In the aftermath of the deadliest shooting in Canada’s history, Prime Minister Justin Trudeau promised Monday that his government would strengthen gun control legislation once Parliament reconvenes.
“I can say that we were on the verge of introducing legislation to ban assault-style weapons across this country,” Trudeau said, per The Washington Post. “It was interrupted when the pandemic caused Parliament to be suspended, but we have every intention of moving forward on that measure, and potentially other measures, when Parliament returns.”
Canada’s Parliament has been suspended since March because of the coronavirus pandemic.
During his reelection campaign last year, Trudeau pledged to ban all military-style assault rifles if he was voted back into office.

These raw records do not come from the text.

/// Thread-safe control surface for a running supervisor
///
/// Every method posts into the supervisor's queue and returns immediately;
/// none blocks or touches supervisor state. All become no-ops once the
/// supervisor has halted.
#[derive(Clone)]
pub struct SupervisorHandle {
    tx: mpsc::UnboundedSender<Command>,
    halted: Arc<AtomicBool>,
}

impl SupervisorHandle {
    /// Begin connecting; no-op if a session already exists or after halt
    pub fn start(&self) {
        self.post(Command::Start);
    }

    /// Halt immediately without notifying the remote peer
    pub fn stop(&self) {
        self.post(Command::Stop);
    }

    /// Best-effort exit notification to the peer, then halt
    pub fn graceful_stop(&self) {
        self.post(Command::GracefulStop);
    }

    /// Stop the live session and idle until [`resume`](Self::resume)
    pub fn pause(&self) {
        self.post(Command::Pause);
    }

    /// Leave the paused state and build a new session
    pub fn resume(&self) {
        self.post(Command::Resume);
    }

    /// Schedule a reconnect after `delay_secs` (negative counts as zero)
    pub fn reconnect(&self, delay_secs: i64) {
        self.post(Command::Reconnect { delay_secs });
    }

    /// Suppress the next automatic restart only; the next termination halts
    pub fn dont_restart(&self) {
        self.post(Command::DontRestart);
    }

    fn post(&self, cmd: Command) {
        if self.halted.load(Ordering::SeqCst) {
            return;
        }
        let _ = self.tx.send(cmd);
    }
}

/// Top-level connection lifecycle supervisor
///
/// Construct with a validated [`ConnectConfig`] and a [`SessionFactory`],
/// take the observation channels, then drive it with
/// [`run`](Self::run) on a tokio task and control it through the
/// [`SupervisorHandle`].
pub struct ConnectionSupervisor {
    config: ConnectConfig,
    remotes: RemoteList,
    factory: Box<dyn SessionFactory>,
    pre_resolver: Option<Box<dyn PreResolve>>,

    generation: Generation,
    halted: Arc<AtomicBool>,
    paused: bool,
    dont_restart: bool,
    resolving: bool,

    /// Exclusively owned session slot; replaced wholesale, never mutated
    session: Option<Box<dyn Session>>,

    restart_wait: SingleShot,
    server_poll: SingleShot,
    conn_timer: SingleShot,

    command_tx: mpsc::UnboundedSender<Command>,
    commands: mpsc::UnboundedReceiver<Command>,
    signal_tx: mpsc::UnboundedSender<Signal>,
    signals: mpsc::UnboundedReceiver<Signal>,

    state_tx: watch::Sender<SupervisorState>,
    state_rx: watch::Receiver<SupervisorState>,
    events_tx: mpsc::UnboundedSender<ConnectEvent>,
    events_rx: Option<mpsc::UnboundedReceiver<ConnectEvent>>,
    stats: Arc<ConnectStats>,
    tracker: ActivityTracker,
    /// Held across a pause so the hosting context does not look idle
    _keep_alive: Option<ActivityGuard>,
}
//! Typed lifecycle events emitted by the supervisor
//!
//! Events are delivered over an unbounded channel: sending never blocks the
//! supervisor and observers see them in emission order.

/// Events emitted during connection supervision
#[derive(Debug, Clone, PartialEq, Eq)]
pub enum ConnectEvent {
    /// Pre-resolution of remote addresses started
    Resolving,

    /// A replacement session is being constructed for a later generation
    Reconnecting,

    /// The supervisor entered the paused state
    Pause,

    /// The supervisor left the paused state
    Resume,

    /// Final disconnect; the supervisor has halted
    Disconnected,

    /// The connection timer expired without reaching the connected state
    ConnectionTimeout,

    /// The server requested an interactive credential challenge
    DynamicChallenge { challenge: String },

    /// Authentication was rejected outright
    AuthFailed { reason: String },

    /// Tunnel configuration failed
    TunSetupFailed { reason: String },

    /// Tunnel interface could not be created
    TunIfaceCreate { reason: String },

    /// Tunnel interface is administratively disabled
    TunIfaceDisabled { reason: String },

    /// Proxy negotiation failed
    ProxyError { reason: String },

    /// Proxy demanded credentials the client does not have
    ProxyNeedCreds { reason: String },

    /// Server certificate verification failed
    CertVerifyFail { reason: String },

    /// Server TLS version below the configured minimum
    TlsVersionMin,

    /// Server instructed the client to halt
    ClientHalt { reason: String },

    /// Connection closed after the inactivity timeout
    InactiveTimeout,

    /// Server instructed the client to restart
    ClientRestart { reason: String },
}

impl std::fmt::Display for ConnectEvent {
    fn fmt(&self, f: &mut std::fmt::Formatter<'_>) -> std::fmt::Result {
        match self {
            ConnectEvent::Resolving => write!(f, "resolving"),
            ConnectEvent::Reconnecting => write!(f, "reconnecting"),
            ConnectEvent::Pause => write!(f, "pause"),
            ConnectEvent::Resume => write!(f, "resume"),
            ConnectEvent::Disconnected => write!(f, "disconnected"),
            ConnectEvent::ConnectionTimeout => write!(f, "connection timeout"),
            ConnectEvent::DynamicChallenge { .. } => write!(f, "dynamic challenge"),
            ConnectEvent::AuthFailed { reason } => write!(f, "auth failed: {}", reason),
            ConnectEvent::TunSetupFailed { reason } => write!(f, "tun setup failed: {}", reason),
            ConnectEvent::TunIfaceCreate { reason } => {
                write!(f, "tun interface create failed: {}", reason)
            }
            ConnectEvent::TunIfaceDisabled { reason } => {
                write!(f, "tun interface disabled: {}", reason)
            }
            ConnectEvent::ProxyError { reason } => write!(f, "proxy error: {}", reason),
            ConnectEvent::ProxyNeedCreds { reason } => {
                write!(f, "proxy needs credentials: {}", reason)
            }
            ConnectEvent::CertVerifyFail { reason } => {
                write!(f, "certificate verify failed: {}", reason)
            }
            ConnectEvent::TlsVersionMin => write!(f, "tls version below minimum"),
            ConnectEvent::ClientHalt { reason } => write!(f, "client halt: {}", reason),
            ConnectEvent::InactiveTimeout => write!(f, "inactivity timeout"),
            ConnectEvent::ClientRestart { reason } => write!(f, "client restart: {}", reason),
        }
    }
}
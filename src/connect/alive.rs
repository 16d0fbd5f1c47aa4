//! Keep-alive token for the hosting execution context
//!
//! Pausing cancels every timer and stops the live session, leaving the
//! supervisor with nothing scheduled. A host that tears its runtime down
//! once everything looks idle would lose a paused supervisor, so the
//! supervisor holds an [`ActivityGuard`] for the duration of a pause. The
//! host can observe the guard count or await [`ActivityTracker::idle`].

use std::sync::atomic::{AtomicUsize, Ordering};
use std::sync::Arc;

use tokio::sync::Notify;

/// Counts outstanding keep-alive guards
#[derive(Clone)]
pub struct ActivityTracker {
    held: Arc<AtomicUsize>,
    notify: Arc<Notify>,
}

impl ActivityTracker {
    pub fn new() -> Self {
        Self {
            held: Arc::new(AtomicUsize::new(0)),
            notify: Arc::new(Notify::new()),
        }
    }

    /// Acquire a keep-alive guard; the tracker is busy until it is dropped
    pub fn guard(&self) -> ActivityGuard {
        self.held.fetch_add(1, Ordering::SeqCst);
        ActivityGuard {
            held: self.held.clone(),
            notify: self.notify.clone(),
        }
    }

    /// Number of guards currently held
    pub fn held(&self) -> usize {
        self.held.load(Ordering::SeqCst)
    }

    /// Resolves once no guards are held
    pub async fn idle(&self) {
        loop {
            let released = self.notify.notified();
            if self.held() == 0 {
                return;
            }
            released.await;
        }
    }
}

impl Default for ActivityTracker {
    fn default() -> Self {
        Self::new()
    }
}

/// Keeps the hosting context alive while held
pub struct ActivityGuard {
    held: Arc<AtomicUsize>,
    notify: Arc<Notify>,
}

impl Drop for ActivityGuard {
    fn drop(&mut self) {
        if self.held.fetch_sub(1, Ordering::SeqCst) == 1 {
            self.notify.notify_waiters();
        }
    }
}
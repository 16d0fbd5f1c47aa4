//! Error types for the tether supervisor crate
//!
//! This module defines all error types used throughout the crate,
//! providing consistent error handling and user-friendly error messages.

use thiserror::Error;

/// Main error type for the tether crate
#[derive(Error, Debug)]
pub enum TetherError {
    /// Errors related to configuration loading/validation
    #[error("Configuration error: {0}")]
    Config(#[from] ConfigError),

    /// Generic I/O errors
    #[error("I/O error: {0}")]
    Io(#[from] std::io::Error),

    /// TOML parsing errors
    #[error("TOML parsing error: {0}")]
    Toml(#[from] toml::de::Error),

    /// TOML serialization errors
    #[error("TOML serialization error: {0}")]
    TomlSerialize(#[from] toml::ser::Error),
}

/// Configuration validation errors
///
/// One variant per validation rule, so callers can report exactly which
/// field was rejected.
#[derive(Error, Debug, Clone, PartialEq, Eq)]
pub enum ConfigError {
    #[error("remote list cannot be empty")]
    NoRemotes,

    #[error("remote host cannot be empty")]
    EmptyHost,

    #[error("remote host contains invalid characters: {host}")]
    InvalidHost { host: String },

    #[error("remote port cannot be zero: {host}")]
    ZeroPort { host: String },

    #[error("server_poll_timeout_secs cannot be zero when set")]
    ZeroServerPollTimeout,
}

/// Result type alias for convenience
pub type Result<T> = std::result::Result<T, TetherError>;
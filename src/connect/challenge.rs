//! Dynamic challenge/response recognition
//!
//! An authentication failure whose reason carries the `CRV1:` marker is not
//! a rejection: the server wants an interactive credential challenge. The
//! supervisor only needs the predicate; consumers of the resulting event can
//! use [`DynamicChallenge::parse`] to drive a prompt.

use data_encoding::BASE64;

const DYNAMIC_PREFIX: &str = "CRV1:";

/// Whether an auth-failure reason is a dynamic challenge request
pub fn is_dynamic(reason: &str) -> bool {
    reason.starts_with(DYNAMIC_PREFIX)
}

/// Parsed dynamic challenge payload
///
/// Wire form: `CRV1:<flags>:<state_id>:<base64 username>:<challenge text>`.
/// Flags are comma-separated; `E` requests echoed input, `R` means a
/// response is required.
#[derive(Debug, Clone, PartialEq, Eq)]
pub struct DynamicChallenge {
    pub flags: Vec<String>,
    pub state_id: String,
    pub username: String,
    pub challenge: String,
}

impl DynamicChallenge {
    /// Parse a challenge reason string; `None` if it is not a well-formed
    /// dynamic challenge.
    pub fn parse(reason: &str) -> Option<Self> {
        let rest = reason.strip_prefix(DYNAMIC_PREFIX)?;
        let mut parts = rest.splitn(3, ':');
        let flags = parts.next()?;
        let state_id = parts.next()?;
        let tail = parts.next()?;

        // Username is base64; the challenge text after it may itself
        // contain colons, so split the tail once only.
        let (username_b64, challenge) = tail.split_once(':')?;
        let username_bytes = BASE64.decode(username_b64.as_bytes()).ok()?;
        let username = String::from_utf8(username_bytes).ok()?;

        if state_id.is_empty() || challenge.is_empty() {
            return None;
        }

        Some(Self {
            flags: flags.split(',').map(str::to_string).collect(),
            state_id: state_id.to_string(),
            username,
            challenge: challenge.to_string(),
        })
    }

    /// Whether the response should be echoed while typed
    pub fn echo(&self) -> bool {
        self.flags.iter().any(|f| f == "E")
    }

    /// Whether a response is required
    pub fn response_required(&self) -> bool {
        self.flags.iter().any(|f| f == "R")
    }
}
//! Internal completion messages posted into the supervisor loop
//!
//! Sessions, timers, and the pre-resolver all report back asynchronously by
//! sending a `Signal` onto the supervisor's single consumer queue. Each
//! signal that belongs to one connection attempt carries the generation it
//! was created under, so a stale completion can be recognized and dropped at
//! the receiving end.

use crate::connect::session::TerminateCode;

/// Ordinal identifying one connection attempt.
///
/// Every timer arm and every session construction captures the generation
/// current at that moment; the supervisor acts on a completion only when its
/// generation still matches.
pub type Generation = u64;

/// Which supervisor timer fired.
#[derive(Debug, Clone, Copy, PartialEq, Eq)]
pub(crate) enum TimerKind {
    RestartWait,
    ServerPoll,
    ConnTimeout,
}

/// Completion notices consumed by the supervisor loop.
#[derive(Debug)]
pub(crate) enum Signal {
    /// The session for `generation` finished its handshake.
    Connected { generation: Generation },

    /// The session for `generation` reported its one terminal outcome.
    /// `code: None` means no fatal error was recorded.
    Terminated {
        generation: Generation,
        code: Option<TerminateCode>,
        reason: String,
    },

    /// A single-shot timer armed at `generation` expired.
    TimerFired {
        kind: TimerKind,
        generation: Generation,
    },

    /// Pre-resolution finished (successfully or not).
    ResolveDone,
}
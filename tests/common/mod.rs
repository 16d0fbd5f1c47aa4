//! Shared test harness: a scripted mock session/factory plus helpers for
//! observing the supervisor from tests.
#![allow(dead_code)]

use std::sync::atomic::{AtomicBool, AtomicUsize, Ordering};
use std::sync::{Arc, Mutex};
use std::time::Duration;

use tokio::sync::{mpsc, watch};
use tokio::time::timeout;

use tether::config::ConnectConfig;
use tether::connect::{
    ActivityTracker, ConnectEvent, ConnectStats, ConnectionSupervisor, PreResolve, Remote,
    ResolveNotify, Session, SessionConfig, SessionFactory, SessionSink, SupervisorHandle,
    SupervisorState, TerminateCode,
};

/// Scripted behavior applied when a mock session is started.
#[derive(Debug, Clone)]
pub enum SessionScript {
    /// Report connected (and a received packet) right away.
    ConnectImmediately,
    /// Report the given terminal outcome right away.
    TerminateOnStart(Option<TerminateCode>, &'static str),
    /// Do nothing until driven through the recorded sink or probe.
    Silent,
}

/// Observable state of one constructed mock session.
#[derive(Debug, Default)]
pub struct SessionProbe {
    pub started: AtomicBool,
    pub stopped: AtomicBool,
    pub stop_notified_peer: AtomicBool,
    pub exit_notifies: AtomicUsize,
    pub first_packet: AtomicBool,
    pub reached_connected: AtomicBool,
}

/// Everything recorded about one constructed session.
pub struct BuiltSession {
    pub remote: Remote,
    pub sink: SessionSink,
    pub probe: Arc<SessionProbe>,
}

struct MockSession {
    script: SessionScript,
    sink: SessionSink,
    probe: Arc<SessionProbe>,
}

impl Session for MockSession {
    fn start(&mut self) {
        self.probe.started.store(true, Ordering::SeqCst);
        match &self.script {
            SessionScript::ConnectImmediately => {
                self.probe.first_packet.store(true, Ordering::SeqCst);
                self.probe.reached_connected.store(true, Ordering::SeqCst);
                self.sink.connected();
            }
            SessionScript::TerminateOnStart(code, reason) => {
                self.sink.terminated(*code, *reason);
            }
            SessionScript::Silent => {}
        }
    }

    fn stop(&mut self, notify_peer: bool) {
        self.probe.stopped.store(true, Ordering::SeqCst);
        if notify_peer {
            self.probe.stop_notified_peer.store(true, Ordering::SeqCst);
        }
    }

    fn send_exit_notify(&mut self) {
        self.probe.exit_notifies.fetch_add(1, Ordering::SeqCst);
    }

    fn first_packet_received(&self) -> bool {
        self.probe.first_packet.load(Ordering::SeqCst)
    }

    fn reached_connected_state(&self) -> bool {
        self.probe.reached_connected.load(Ordering::SeqCst)
    }
}

/// Factory applying one script per generation, in order; generations beyond
/// the script list stay silent.
pub struct MockFactory {
    scripts: Vec<SessionScript>,
    built: Arc<Mutex<Vec<BuiltSession>>>,
}

impl MockFactory {
    pub fn new(scripts: Vec<SessionScript>, built: Arc<Mutex<Vec<BuiltSession>>>) -> Self {
        Self { scripts, built }
    }
}

impl SessionFactory for MockFactory {
    fn build(&mut self, config: SessionConfig, sink: SessionSink) -> Box<dyn Session> {
        let mut built = self.built.lock().unwrap();
        let script = self
            .scripts
            .get(built.len())
            .cloned()
            .unwrap_or(SessionScript::Silent);
        let probe = Arc::new(SessionProbe::default());
        built.push(BuiltSession {
            remote: config.remote.clone(),
            sink: sink.clone(),
            probe: probe.clone(),
        });
        Box::new(MockSession {
            script,
            sink,
            probe,
        })
    }
}

/// Scripted pre-resolver.
pub struct MockResolver {
    pub work: bool,
    pub complete_immediately: bool,
    pub started: Arc<AtomicBool>,
    pub cancelled: Arc<AtomicBool>,
    /// Holds the completion callback when not completing immediately
    pub notify_slot: Arc<Mutex<Option<ResolveNotify>>>,
}

impl MockResolver {
    pub fn new(work: bool, complete_immediately: bool) -> Self {
        Self {
            work,
            complete_immediately,
            started: Arc::new(AtomicBool::new(false)),
            cancelled: Arc::new(AtomicBool::new(false)),
            notify_slot: Arc::new(Mutex::new(None)),
        }
    }
}

impl PreResolve for MockResolver {
    fn work_available(&self) -> bool {
        self.work
    }

    fn start(&mut self, notify: ResolveNotify) {
        self.started.store(true, Ordering::SeqCst);
        if self.complete_immediately {
            notify.done();
        } else {
            *self.notify_slot.lock().unwrap() = Some(notify);
        }
    }

    fn cancel(&mut self) {
        self.cancelled.store(true, Ordering::SeqCst);
    }
}

/// A spawned supervisor plus every observation channel a test needs.
pub struct Harness {
    pub handle: SupervisorHandle,
    pub state: watch::Receiver<SupervisorState>,
    pub events: mpsc::UnboundedReceiver<ConnectEvent>,
    pub stats: Arc<ConnectStats>,
    pub tracker: ActivityTracker,
    pub built: Arc<Mutex<Vec<BuiltSession>>>,
}

/// Three remotes, connection timer disabled, no server polling. Individual
/// tests opt back in to the timers they exercise.
pub fn test_config() -> ConnectConfig {
    let mut config = ConnectConfig::new(vec![
        Remote::new("a.example.com", 1194),
        Remote::new("b.example.com", 1194),
        Remote::new("c.example.com", 1194),
    ]);
    config.conn_timeout_secs = 0;
    config
}

pub fn spawn_supervisor(config: ConnectConfig, scripts: Vec<SessionScript>) -> Harness {
    spawn_supervisor_with(config, scripts, None)
}

pub fn spawn_supervisor_with(
    config: ConnectConfig,
    scripts: Vec<SessionScript>,
    resolver: Option<Box<dyn PreResolve>>,
) -> Harness {
    let built = Arc::new(Mutex::new(Vec::new()));
    let factory = MockFactory::new(scripts, built.clone());
    let mut supervisor =
        ConnectionSupervisor::new(config, Box::new(factory)).expect("valid test config");
    if let Some(resolver) = resolver {
        supervisor.set_pre_resolver(resolver);
    }

    let harness = Harness {
        handle: supervisor.handle(),
        state: supervisor.state_receiver(),
        events: supervisor.take_event_receiver().expect("event receiver"),
        stats: supervisor.stats(),
        tracker: supervisor.activity_tracker(),
        built,
    };
    tokio::spawn(supervisor.run());
    harness
}

pub async fn wait_for_state(state: &mut watch::Receiver<SupervisorState>, want: SupervisorState) {
    timeout(Duration::from_secs(30), async {
        loop {
            if *state.borrow_and_update() == want {
                return;
            }
            state.changed().await.expect("state channel closed");
        }
    })
    .await
    .unwrap_or_else(|_| panic!("timed out waiting for state {:?}", want));
}

pub async fn wait_for_session_count(built: &Arc<Mutex<Vec<BuiltSession>>>, want: usize) {
    timeout(Duration::from_secs(30), async {
        loop {
            if built.lock().unwrap().len() >= want {
                return;
            }
            tokio::time::sleep(Duration::from_millis(5)).await;
        }
    })
    .await
    .unwrap_or_else(|_| panic!("timed out waiting for {} sessions", want));
}

/// Collect every event emitted so far without blocking.
pub fn drain_events(events: &mut mpsc::UnboundedReceiver<ConnectEvent>) -> Vec<ConnectEvent> {
    let mut out = Vec::new();
    while let Ok(ev) = events.try_recv() {
        out.push(ev);
    }
    out
}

“As long as Canadians are losing their loved ones to gun violence, not enough has changed,” Trudeau said on the campaign trail in September 2019, The Guardian reported. “We know you do not need a military-grade assault weapon, one designed to kill the largest amount of people in the shortest amount of time, to take down a deer.”
Trudeau’s Liberal Party won enough seats in October to form a minority government.
A gunman went on a shooting rampage in the Canadian province of Nova Scotia on Sunday, killing at least 18 people before being killed during a confrontation with police.
Prior to Sunday, the deadliest shooting in Canada had taken place in 1989 when a gunman killed 14 women and himself at Ecole Polytechnique college in Montreal.
Canada’s Public Safety Minister Bill Blair said Monday that the government was committed to strengthening gun laws as soon as possible, but said he couldn’t provide an exact timeline because of the ongoing pandemic.
“There have been far too many incidents of gun violence in our country and we are working hard to make sure that we put the measures in place that significantly reduce those incidents and keep people safe,” Blair said, CTV News reported.
“The actual schedule for bringing forward that legislation, that is still to be determined simply because we are in uncertain times in Parliament,” he added. “But it doesn’t in any way imply that we are any less committed to taking the steps that are necessary to keep Canadians safe.”